Exercise prompt: Print out the data below in full, exactly as written.

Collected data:
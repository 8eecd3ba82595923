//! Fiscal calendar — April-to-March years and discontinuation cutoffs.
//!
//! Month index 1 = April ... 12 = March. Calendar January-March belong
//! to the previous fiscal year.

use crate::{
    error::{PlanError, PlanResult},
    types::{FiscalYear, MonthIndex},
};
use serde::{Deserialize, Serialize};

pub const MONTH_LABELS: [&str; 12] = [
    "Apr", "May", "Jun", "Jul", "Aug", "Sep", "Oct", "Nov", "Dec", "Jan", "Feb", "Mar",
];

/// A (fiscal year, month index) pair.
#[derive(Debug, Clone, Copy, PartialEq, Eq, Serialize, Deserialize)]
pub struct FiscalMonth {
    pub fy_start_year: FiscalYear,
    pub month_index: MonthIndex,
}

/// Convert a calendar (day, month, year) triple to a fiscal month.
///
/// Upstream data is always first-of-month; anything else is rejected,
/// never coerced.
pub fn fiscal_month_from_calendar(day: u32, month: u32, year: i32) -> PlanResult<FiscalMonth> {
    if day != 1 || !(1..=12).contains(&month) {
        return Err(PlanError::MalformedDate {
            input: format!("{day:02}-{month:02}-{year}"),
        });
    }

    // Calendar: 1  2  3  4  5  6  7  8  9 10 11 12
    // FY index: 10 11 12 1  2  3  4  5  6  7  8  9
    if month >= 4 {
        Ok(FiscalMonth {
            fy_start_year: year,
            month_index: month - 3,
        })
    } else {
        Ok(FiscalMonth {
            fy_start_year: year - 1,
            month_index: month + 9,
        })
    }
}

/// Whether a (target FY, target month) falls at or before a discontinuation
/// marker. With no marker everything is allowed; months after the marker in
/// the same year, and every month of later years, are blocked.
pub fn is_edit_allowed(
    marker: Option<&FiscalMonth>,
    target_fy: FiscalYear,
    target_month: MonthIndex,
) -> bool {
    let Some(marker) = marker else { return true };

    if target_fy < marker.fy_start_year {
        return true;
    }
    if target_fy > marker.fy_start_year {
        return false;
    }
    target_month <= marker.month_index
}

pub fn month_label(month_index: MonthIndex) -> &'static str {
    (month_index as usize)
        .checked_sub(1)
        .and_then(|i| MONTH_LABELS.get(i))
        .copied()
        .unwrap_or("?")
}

Solution:
repository 8eecd3ba82595923
//! Fiscal calendar — April-to-March years and discontinuation cutoffs.
//!
//! Month index 1 = April ... 12 = March. Calendar January-March belong
//! to the previous fiscal year.

use crate::{
    error::{PlanError, PlanResult},
    types::{FiscalYear, MonthIndex},
};
use serde::{Deserialize, Serialize};

pub const MONTH_LABELS: [&str; 12] = [
    "Apr", "May", "Jun", "Jul", "Aug", "Sep", "Oct", "Nov", "Dec", "Jan", "Feb", "Mar",
];

/// A (fiscal year, month index) pair.
#[derive(Debug, Clone, Copy, PartialEq, Eq, Serialize, Deserialize)]
pub struct FiscalMonth {
    pub fy_start_year: FiscalYear,
    pub month_index: MonthIndex,
}

/// Convert a calendar (day, month, year) triple to a fiscal month.
///
/// Upstream data is always first-of-month; anything else is rejected,
/// never coerced.
pub fn fiscal_month_from_calendar(day: u32, month: u32, year: i32) -> PlanResult<FiscalMonth> {
    if day != 1 || !(1..=12).contains(&month) {
        return Err(PlanError::MalformedDate {
            input: format!("{day:02}-{month:02}-{year}"),
        });
    }

    // Calendar: 1  2  3  4  5  6  7  8  9 10 11 12
    // FY index: 10 11 12 1  2  3  4  5  6  7  8  9
    if month >= 4 {
        Ok(FiscalMonth {
            fy_start_year: year,
            month_index: month - 3,
        })
    } else {
        Ok(FiscalMonth {
            fy_start_year: year - 1,
            month_index: month + 9,
        })
    }
}

/// Whether a (target FY, target month) falls at or before a discontinuation
/// marker. With no marker everything is allowed; months after the marker in
/// the same year, and every month of later years, are blocked.
pub fn is_edit_allowed(
    marker: Option<&FiscalMonth>,
    target_fy: FiscalYear,
    target_month: MonthIndex,
) -> bool {
    let Some(marker) = marker else { return true };

    if target_fy < marker.fy_start_year {
        return true;
    }
    if target_fy > marker.fy_start_year {
        return false;
    }
    target_month <= marker.month_index
}

pub fn month_label(month_index: MonthIndex) -> &'static str {
    (month_index as usize)
        .checked_sub(1)
        .and_then(|i| MONTH_LABELS.get(i))
        .copied()
        .unwrap_or("?")
}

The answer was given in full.